Sería imposible disociar el crimen organizado, la corrupción y las migraciones descontroladas, especialmente hacia América del Sur, de la herencia de la MINUSTAH. Por cierto, estas lacras nunca fueron un componente de ésta, sino un sub-producto. Fue el cisne negro subyacente en esta misión de la ONU. Ciertamente, no estaba ni en las previsiones del Departamento de Operaciones de Paz de la ONU, ni de los países participantes.

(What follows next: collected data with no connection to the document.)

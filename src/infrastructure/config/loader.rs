//! 설정 파일 탐색/병합 로더.

use std::env;
use std::fs;
use std::path::{Path, PathBuf};

use anyhow::{Context, Result};

use crate::application::config::Config;

pub const CONFIG_ENV: &str = "VIDAUDIT_CONFIG";

#[derive(Debug, Clone)]
pub(crate) struct LoadedConfig {
    pub config: Config,
    pub searched_paths: Vec<PathBuf>,
    pub loaded_paths: Vec<PathBuf>,
}

/// 기본 경로 목록으로 설정을 병합한다.
pub(crate) fn load_merged_config() -> Result<LoadedConfig> {
    load_from_paths(config_paths())
}

/// 주어진 경로를 순서대로(낮은 우선순위 -> 높은 우선순위) 병합한다.
/// 존재하지 않는 파일은 건너뛰고, 아무 것도 쓰지 않는다.
pub(crate) fn load_from_paths(paths: Vec<PathBuf>) -> Result<LoadedConfig> {
    let mut merged = Config::default();
    let mut loaded_paths = Vec::new();

    for path in &paths {
        if !path.exists() {
            continue;
        }

        let raw = fs::read_to_string(path)
            .with_context(|| format!("failed to read config at {}", path.display()))?;
        let parsed: Config = serde_json::from_str(&raw)
            .with_context(|| format!("failed to parse JSON in {}", path.display()))?;
        merged.merge_from(parsed);
        tracing::debug!(path = %path.display(), "config loaded");
        loaded_paths.push(path.to_path_buf());
    }

    Ok(LoadedConfig {
        config: merged,
        searched_paths: paths,
        loaded_paths,
    })
}

/// 시스템 + 사용자 + 프로젝트 + 명시 경로 순으로 병합 경로를 구성한다.
pub fn config_paths() -> Vec<PathBuf> {
    let mut paths = vec![PathBuf::from("/etc/vidaudit/config.json")];

    if let Some(base) = dirs::config_dir() {
        paths.push(base.join("vidaudit").join("config.json"));
    }

    paths.push(PathBuf::from(".vidaudit/config.json"));

    if let Ok(path) = env::var(CONFIG_ENV) {
        paths.push(Path::new(&path).to_path_buf());
    }

    dedup_paths(paths)
}

fn dedup_paths(paths: Vec<PathBuf>) -> Vec<PathBuf> {
    let mut out = Vec::new();
    for p in paths {
        if !out.contains(&p) {
            out.push(p);
        }
    }
    out
}
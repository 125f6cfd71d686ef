//! OpenAI 호환 chat-completions(Groq 등) provider 어댑터.

use anyhow::{Context, Result, bail};
use async_trait::async_trait;
use reqwest::Client;
use serde_json::{Value, json};
use url::Url;

use crate::application::config::ProviderConfig;
use crate::application::ports::CompletionGateway;
use crate::domain::audit::{ChatMessage, CompletionError, CompletionRequest};

use super::api_runner::{build_api_client, extract_message_content, send_json};

pub struct ChatCompletionsProvider {
    client: Client,
    endpoint: Url,
    name: String,
    model: String,
    max_tokens: u32,
}

impl ChatCompletionsProvider {
    /// 설정의 api_base/model/max_tokens로 provider를 구성한다.
    pub fn from_config(provider: &ProviderConfig) -> Result<Self> {
        let endpoint = completions_endpoint(provider.api_base())?;
        let name = endpoint.host_str().unwrap_or("chat-completions").to_string();
        Ok(Self {
            client: build_api_client(),
            endpoint,
            name,
            model: provider.model().to_string(),
            max_tokens: provider.max_tokens(),
        })
    }
}

/// `{api_base}/chat/completions` 엔드포인트를 만든다.
pub fn completions_endpoint(api_base: &str) -> Result<Url> {
    let mut base = Url::parse(api_base.trim())
        .with_context(|| format!("invalid provider api_base: {api_base}"))?;
    if !matches!(base.scheme(), "http" | "https") {
        bail!("unsupported api_base scheme: {}", base.scheme());
    }
    // 마지막 경로 조각이 join에서 사라지지 않도록 슬래시를 보장한다.
    if !base.path().ends_with('/') {
        let path = format!("{}/", base.path());
        base.set_path(&path);
    }
    base.join("chat/completions")
        .with_context(|| format!("failed to build completions endpoint from {api_base}"))
}

/// `{model, max_tokens, messages:[{role, content}]}` 요청 본문.
pub fn build_payload(model: &str, max_tokens: u32, messages: &[ChatMessage]) -> Value {
    let messages: Vec<Value> = messages
        .iter()
        .map(|m| json!({ "role": m.role.as_str(), "content": m.content }))
        .collect();
    json!({
        "model": model,
        "max_tokens": max_tokens,
        "messages": messages,
    })
}

#[async_trait]
impl CompletionGateway for ChatCompletionsProvider {
    fn name(&self) -> &str {
        &self.name
    }

    async fn complete(&self, request: &CompletionRequest) -> Result<String, CompletionError> {
        let payload = build_payload(&self.model, self.max_tokens, &request.messages);
        let http = self
            .client
            .post(self.endpoint.clone())
            .bearer_auth(&request.credential)
            .json(&payload);

        tracing::debug!(endpoint = %self.endpoint, model = %self.model, "requesting completion");
        let response = send_json(http).await?;
        Ok(extract_message_content(&response))
    }
}

#[cfg(test)]
mod tests {
    use super::*;
    use crate::domain::audit::ChatRole;

    #[test]
    fn endpoint_keeps_versioned_base_path() {
        let url = completions_endpoint("https://api.groq.com/openai/v1").unwrap();
        assert_eq!(url.as_str(), "https://api.groq.com/openai/v1/chat/completions");

        let url = completions_endpoint("http://127.0.0.1:8080/").unwrap();
        assert_eq!(url.as_str(), "http://127.0.0.1:8080/chat/completions");
    }

    #[test]
    fn endpoint_rejects_garbage() {
        assert!(completions_endpoint("not a url").is_err());
        assert!(completions_endpoint("ftp://example.com/v1").is_err());
    }

    #[test]
    fn payload_matches_wire_shape() {
        let messages = vec![
            ChatMessage {
                role: ChatRole::System,
                content: "sys".to_string(),
            },
            ChatMessage {
                role: ChatRole::User,
                content: "usr".to_string(),
            },
        ];
        let payload = build_payload("llama-3.1-8b-instant", 1000, &messages);
        assert_eq!(
            payload,
            json!({
                "model": "llama-3.1-8b-instant",
                "max_tokens": 1000,
                "messages": [
                    {"role": "system", "content": "sys"},
                    {"role": "user", "content": "usr"}
                ]
            })
        );
    }

    #[test]
    fn provider_uses_config_defaults() {
        let provider = ChatCompletionsProvider::from_config(&ProviderConfig::default()).unwrap();
        assert_eq!(provider.name(), "api.groq.com");
        assert_eq!(provider.model, "llama-3.1-8b-instant");
        assert_eq!(provider.max_tokens, 1000);
    }
}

Las misiones de paz, si bien no han podido sentar bases fundacionales en ningún lugar donde hayan intervenido, han demostrado ser útiles para coyunturas específicas de contención de violencia extrema o detener brotes de hechos extremadamente sangrientos. De paso, cada una de estas misiones termina generando necesariamente sub-productos, con frecuencia no necesariamente positivos, y que suelen desprenderse tanto de la platonicidad que alberga el multilateralismo como de la propia historia
del país intervenido. Haití es un buen ejemplo.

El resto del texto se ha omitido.